Calculate and interpret a 95% (two-sided) confidence interval for true average CO2 level in the population of all homes from which the sample was selected. (Round your answers to two decimal places.)

=(_________,__________) ppm

(b) Suppose the investigators had made a rough guess of 167 for the value of s before collecting data. What sample size would be necessary to obtain an interval width of 57ppm for a confidence level of 95%? (Round your answer up to the nearest whole number.)

=__________ kitchens

Answer 1

Answer: (a) (602.95,705.37)

(b) 33

Explanation:

(a) Given : Sample size :
`n=40`

Sample mean :
`\overline{x}=654.16`

Standard deviation :
`\sigma= 165.23`

Significance level :
`\alpha=1-0.95=0.05`

Critical value :
`z_(\alpha/2)=1.96`

The confidence interval for population mean is given by :-

`\mu\ \pm z_(\alpha/2)(\sigma)/(√(n))`

`=654.16\pm(1.96)(165.23)/(√(40))\\\\\approx654.16\pm51.21\\\\=(654.16-51.21,\ 654.16+51.21)=(602.95,705.37)`

Hence, the 95% (two-sided) confidence interval for true average
`CO_2` level in the population of all homes from which the sample was selected.

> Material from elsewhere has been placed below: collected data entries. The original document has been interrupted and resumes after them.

// src/simulation/results.rs
use crate::core::Qubit;
use std::collections::BTreeMap;
use std::fmt;

/// The classical record of one run: the outcome bit of every measured qubit,
/// in measurement order.
#[derive(Debug, Clone, PartialEq, Eq, Hash, PartialOrd, Ord, Default)]
pub struct Outcome {
    bits: Vec<(Qubit, u8)>,
}

impl Outcome {
    /// Creates an outcome from `(qubit, bit)` pairs in measurement order.
    pub fn new(bits: Vec<(Qubit, u8)>) -> Self {
        Self { bits }
    }

    /// All `(qubit, bit)` pairs in measurement order.
    pub fn bits(&self) -> &[(Qubit, u8)] {
        &self.bits
    }

    /// The bit recorded for `qubit`, if it was measured.
    pub fn bit(&self, qubit: Qubit) -> Option<u8> {
        self.bits.iter().find(|(q, _)| *q == qubit).map(|(_, b)| *b)
    }

    /// The bits of `qubits`, in the order given. `None` if any was not measured.
    pub fn values(&self, qubits: &[Qubit]) -> Option<Vec<u8>> {
        qubits.iter().map(|q| self.bit(*q)).collect()
    }
}

impl fmt::Display for Outcome {
    fn fmt(&self, f: &mut fmt::Formatter<'_>) -> fmt::Result {
        write!(f, "[")?;
        for (i, (q, b)) in self.bits.iter().enumerate() {
            write!(f, "{}{}={}", if i > 0 { ", " } else { "" }, q, b)?;
        }
        write!(f, "]")
    }
}

/// A probability distribution over outcomes.
#[derive(Debug, Clone, PartialEq, Default)]
pub struct Distribution {
    probabilities: BTreeMap<Outcome, f64>,
}

impl Distribution {
    /// Creates an empty distribution. (Internal visibility)
    pub(crate) fn new() -> Self {
        Self::default()
    }

    /// Adds `probability` to the mass of `outcome`. (Internal visibility)
    pub(crate) fn record(&mut self, outcome: Outcome, probability: f64) {
        *self.probabilities.entry(outcome).or_insert(0.0) += probability;
    }

    /// Empirical distribution of a list of shot outcomes.
    pub fn from_shots(shots: &[Outcome]) -> Self {
        let mut distribution = Self::new();
        if shots.is_empty() {
            return distribution;
        }
        let weight = 1.0 / shots.len() as f64;
        for outcome in shots {
            distribution.record(outcome.clone(), weight);
        }
        distribution
    }

    /// Probability of `outcome`; 0 if it never occurs.
    pub fn probability(&self, outcome: &Outcome) -> f64 {
        self.probabilities.get(outcome).copied().unwrap_or(0.0)
    }

    /// Sum of all probabilities.
    pub fn total(&self) -> f64 {
        self.probabilities.values().sum()
    }

    /// Number of outcomes with recorded mass.
    pub fn len(&self) -> usize {
        self.probabilities.len()
    }

    /// Returns `true` if no outcome has been recorded.
    pub fn is_empty(&self) -> bool {
        self.probabilities.is_empty()
    }

    /// Iterates over `(outcome, probability)` in outcome order.
    pub fn iter(&self) -> impl Iterator<Item = (&Outcome, f64)> {
        self.probabilities.iter().map(|(o, p)| (o, *p))
    }

    /// Marginal distribution of the bits of `qubits`.
    /// Outcomes lacking any of the qubits are skipped.
    pub fn marginal(&self, qubits: &[Qubit]) -> BTreeMap<Vec<u8>, f64> {
        let mut marginal = BTreeMap::new();
        for (outcome, p) in &self.probabilities {
            if let Some(values) = outcome.values(qubits) {
                *marginal.entry(values).or_insert(0.0) += p;
            }
        }
        marginal
    }

    /// Largest absolute probability difference over the union of both supports.
    pub fn max_abs_difference(&self, other: &Distribution) -> f64 {
        self.probabilities
            .keys()
            .chain(other.probabilities.keys())
            .map(|o| (self.probability(o) - other.probability(o)).abs())
            .fold(0.0, f64::max)
    }
}

impl fmt::Display for Distribution {
    fn fmt(&self, f: &mut fmt::Formatter<'_>) -> fmt::Result {
        writeln!(f, "Distribution ({} outcomes):", self.len())?;
        for (outcome, p) in self.iter() {
            writeln!(f, "  {}: {:.6}", outcome, p)?;
        }
        Ok(())
    }
}

/// What [`super::Simulator::evaluate`] produces for each mode.
#[derive(Debug, Clone, PartialEq)]
pub enum Evaluation {
    /// One outcome per shot.
    Shots(Vec<Outcome>),
    /// The exact distribution over outcomes.
    Exact(Distribution),
}

impl Evaluation {
    /// The shot outcomes, if this is a shot-mode evaluation.
    pub fn shots(&self) -> Option<&[Outcome]> {
        match self {
            Evaluation::Shots(shots) => Some(shots),
            Evaluation::Exact(_) => None,
        }
    }

    /// The exact distribution, if this is an exact-mode evaluation.
    pub fn distribution(&self) -> Option<&Distribution> {
        match self {
            Evaluation::Exact(distribution) => Some(distribution),
            Evaluation::Shots(_) => None,
        }
    }

    /// Turns either mode into a distribution (empirical for shots).
    pub fn into_distribution(self) -> Distribution {
        match self {
            Evaluation::Exact(distribution) => distribution,
            Evaluation::Shots(shots) => Distribution::from_shots(&shots),
        }
    }
}
// src/compiler/mod.rs

//! The pattern compiler: gate templates lowered into elementary patterns,
//! and standardization of patterns into canonical command order.

mod lowering;
mod standardize;
mod template;
pub mod gates;

pub use gates::boolean_angles;
pub use lowering::{compile, parse_pattern};
pub use standardize::{is_standard, standardize};
pub use template::{Directive, Template, TemplateBuilder, Wire};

(b) Given : Standard deviation :
`s= 167\text{ ppm}`

Margin of error :
`E=\pm57\text{ ppm}`

Significance level :
`\alpha=1-0.95=0.05`

Critical value :
`z_(\alpha/2)=1.96`

The formula to calculate the sample size is given by :-

`n=((z_(\alpha/2)s)/(E))^2\\\\\Rightarrow\ n=(((1.96)(167))/(57))^2=32.9758025239\approx33`

Hence, the minimum required sample size would be 33.